In FM26, Valencia find themselves at a historic crossroads after narrowly escaping disaster. While they avoided the drop in 2024, the 2024–25 campaign saw the club plummet into a genuine relegation scrap, finishing 12th only after a grueling survival battle. The structural problems that caused this decline remain unresolved. You inherit a club with facilities that still reflect Valencia’s prestigious past, a thin squad that reflects their troubled present, and a Mestalla fanbase that will turn on you quickly if you do not give them something to believe in. The good news is that the same badge that attracts protests still attracts top-tier talent — use that to your advantage.

Valencia reached back-to-back Champions League finals in 2001 and 2002, winning one. Under Peter Lim’s ownership since 2014, the club sold their best player virtually every summer to balance the books.

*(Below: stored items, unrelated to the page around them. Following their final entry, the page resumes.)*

//! Access-token broker: redeems a share capability into a bearer grant
//!
//! State machine:
//! ```text
//! Unresolved → {PasswordRequired | Granted} → {Denied | Expired}
//! ```
//!
//! `Denied` and `Expired` are terminal until external action: the user
//! resubmits a password, or the owner issues a new capability. A grant is
//! cached only after a full redemption round-trip succeeds; a rejected
//! bearer is purged and never silently retried.

use std::time::{SystemTime, UNIX_EPOCH};
use tracing::debug;

use crate::api::ShareLinkApi;
use crate::store::{access_token_cache_key, TokenStore};
use vlink_core::types::{AccessGrant, SharedFileInfo};
use vlink_core::{ShareError, ShareResult};

#[derive(Debug, Clone, Copy, PartialEq, Eq)]
pub enum BrokerState {
    /// Descriptor not fetched yet.
    Unresolved,
    /// The link is password-protected and no verified grant is held.
    PasswordRequired,
    /// A usable grant (or no grant needed) is in hand.
    Granted,
    /// The issuer refused redemption (expired or exhausted capability).
    Denied,
    /// A previously granted bearer was rejected downstream; the cached
    /// grant has been purged.
    Expired,
}

pub struct AccessTokenBroker<S: TokenStore> {
    token: String,
    store: S,
    state: BrokerState,
    grant: Option<AccessGrant>,
    descriptor: Option<SharedFileInfo>,
}

impl<S: TokenStore> AccessTokenBroker<S> {
    pub fn new(token: impl Into<String>, store: S) -> Self {
        Self {
            token: token.into(),
            store,
            state: BrokerState::Unresolved,
            grant: None,
            descriptor: None,
        }
    }

    pub fn token(&self) -> &str {
        &self.token
    }

    pub fn state(&self) -> BrokerState {
        self.state
    }

    pub fn descriptor(&self) -> Option<&SharedFileInfo> {
        self.descriptor.as_ref()
    }

    pub fn store(&self) -> &S {
        &self.store
    }

    /// Fetch (or refresh) the capability descriptor and settle the state.
    ///
    /// Unprotected links go straight to `Granted` with no redemption call.
    /// Protected links resume a cached grant when one exists for this
    /// token, otherwise wait in `PasswordRequired`.
    pub async fn resolve<A: ShareLinkApi + ?Sized>(
        &mut self,
        api: &A,
    ) -> ShareResult<&SharedFileInfo> {
        let cached = self.store.get(&access_token_cache_key(&self.token));
        let bearer = self
            .grant
            .as_ref()
            .map(|g| g.bearer.clone())
            .or_else(|| cached.clone());

        let info = match api.fetch_shared_file(&self.token, bearer.as_deref()).await {
            Ok(info) => info,
            Err(err @ (ShareError::CapabilityExpired | ShareError::CapabilityExhausted)) => {
                self.state = BrokerState::Denied;
                return Err(err);
            }
            Err(err) => return Err(err),
        };

        if !info.is_password_protected {
            self.grant = None;
            self.state = BrokerState::Granted;
        } else if self.grant.is_some() {
            self.state = BrokerState::Granted;
        } else if let Some(bearer) = cached {
            // Resume the previously redeemed grant; the issuer remains the
            // judge of whether it is still good.
            self.grant = Some(AccessGrant::new(bearer, &self.token, now_unix()));
            self.state = BrokerState::Granted;
        } else if self.state != BrokerState::Expired {
            self.state = BrokerState::PasswordRequired;
        }
        // An Expired broker stays Expired across refreshes: only a fresh
        // redemption moves it forward.

        debug!(token = %self.token, state = ?self.state, "resolved share descriptor");
        Ok(self.descriptor.insert(info))
    }

    /// Redeem a password with the external verifier.
    ///
    /// On success the fresh grant is persisted under
    /// `file_access_token_<token>`, only after the full round-trip. On
    /// `PasswordIncorrect` the submitted password is dropped immediately;
    /// nothing is cached and nothing is retried.
    pub async fn submit_password<A: ShareLinkApi + ?Sized>(
        &mut self,
        api: &A,
        password: &str,
    ) -> ShareResult<()> {
        match self.state {
            BrokerState::Unresolved => {
                return Err(ShareError::Api("descriptor not resolved yet".into()))
            }
            BrokerState::Granted => return Ok(()),
            BrokerState::PasswordRequired | BrokerState::Denied | BrokerState::Expired => {}
        }

        match api.verify_password(&self.token, password).await {
            Ok(bearer) => {
                let grant = AccessGrant::new(bearer, &self.token, now_unix());
                self.store
                    .set(&access_token_cache_key(&self.token), &grant.bearer)?;
                self.grant = Some(grant);
                self.state = BrokerState::Granted;
                debug!(token = %self.token, "password redemption granted");
                Ok(())
            }
            Err(err @ ShareError::PasswordIncorrect) => {
                self.state = BrokerState::PasswordRequired;
                Err(err)
            }
            Err(err @ (ShareError::CapabilityExpired | ShareError::CapabilityExhausted)) => {
                self.state = BrokerState::Denied;
                Err(err)
            }
            Err(err) => Err(err),
        }
    }

    /// The bearer to present on downloads, if one is held and not locally
    /// stale. Unprotected links hold no grant and present nothing.
    pub fn bearer(&self) -> Option<&str> {
        match (&self.state, &self.grant) {
            (BrokerState::Granted, Some(grant)) if !grant.is_expired(now_unix()) => {
                Some(grant.bearer.as_str())
            }
            _ => None,
        }
    }

    /// Purge the cached grant after a downstream rejection.
    ///
    /// Transitions to `Expired`; a new redemption (re-prompting for the
    /// password if required) is mandatory before the next download.
    pub fn invalidate(&mut self) -> ShareResult<()> {
        self.grant = None;
        self.state = BrokerState::Expired;
        self.store.delete(&access_token_cache_key(&self.token))?;
        debug!(token = %self.token, "grant invalidated, cache entry purged");
        Ok(())
    }
}

fn now_unix() -> u64 {
    SystemTime::now()
        .duration_since(UNIX_EPOCH)
        .map(|d| d.as_secs())
        .unwrap_or(0)
}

The save idea is all about balancing politics with performance. Sell smartly, replace stars with hungry young talent, avoid the temptation to blow the budget on one big name who immediately becomes a problem. Think high-energy 4-2-3-1, heavy pressing at Mestalla, and an identity built around academy graduates and undervalued signings that makes the fans feel something is genuinely different about the direction.

🏉 Save objectives

  • Short term: Stabilise in La Liga and stop the institutional drift. No relegation battle, no drama. Just points.
  • Medium term: Champions League qualification without wrecking the balance sheet. Every step paid for properly.
  • Long term: Win La Liga while moving into a completed Nou Mestalla in your multi-season save. If you can do both, you have actually fixed Valencia rather than just surviving it.
⚡ FM Blog Tip: Integrate Valencia Mestalla (the B team) into your rotation from pre-season and give academy graduates early minutes. The Mestalla faithful notice homegrown talent in a way they do not notice an €8 million signing from the Portuguese league, and that goodwill buys you time during the inevitable rough patch in year one.
Germany flag Germany · Bundesliga · 55-Year Unbroken Run Ended 2018

6. Hamburger SV — The German dinosaur finally wakes up

Difficulty
Medium
FM26 Hamburger SV

For 55 consecutive seasons, Hamburger SV were permanent furniture in the Bundesliga — a founding member of the competition in 1963 that outlasted every relegation wave and became, by sheer longevity, a symbol of German football continuity. Then came May 2018, a famous clock at the Volksparkstadion that had counted every second of their unbroken top-flight membership stopped, and HSV became the first founding member to be relegated. The subsequent seven years in the 2. Bundesliga included multiple near-misses, collective meltdowns and enough internet mockery to last a lifetime. They finally got back to the Bundesliga and the clock started running again.

In FM26, you inherit a club that has just made it back to where it belongs but is still extremely fragile. The 57,000-capacity Volksparkstadion, one of Germany’s great football venues, is filling up for Bundesliga football again. The fanbase’s expectations, calibrated by decades of top-flight history and moments like their 1983 European Cup win, are pointing firmly upward. One bad season and you are back in the 2. Bundesliga mud. The challenge is making sure that does not happen, and then turning the survival into something genuinely sustained.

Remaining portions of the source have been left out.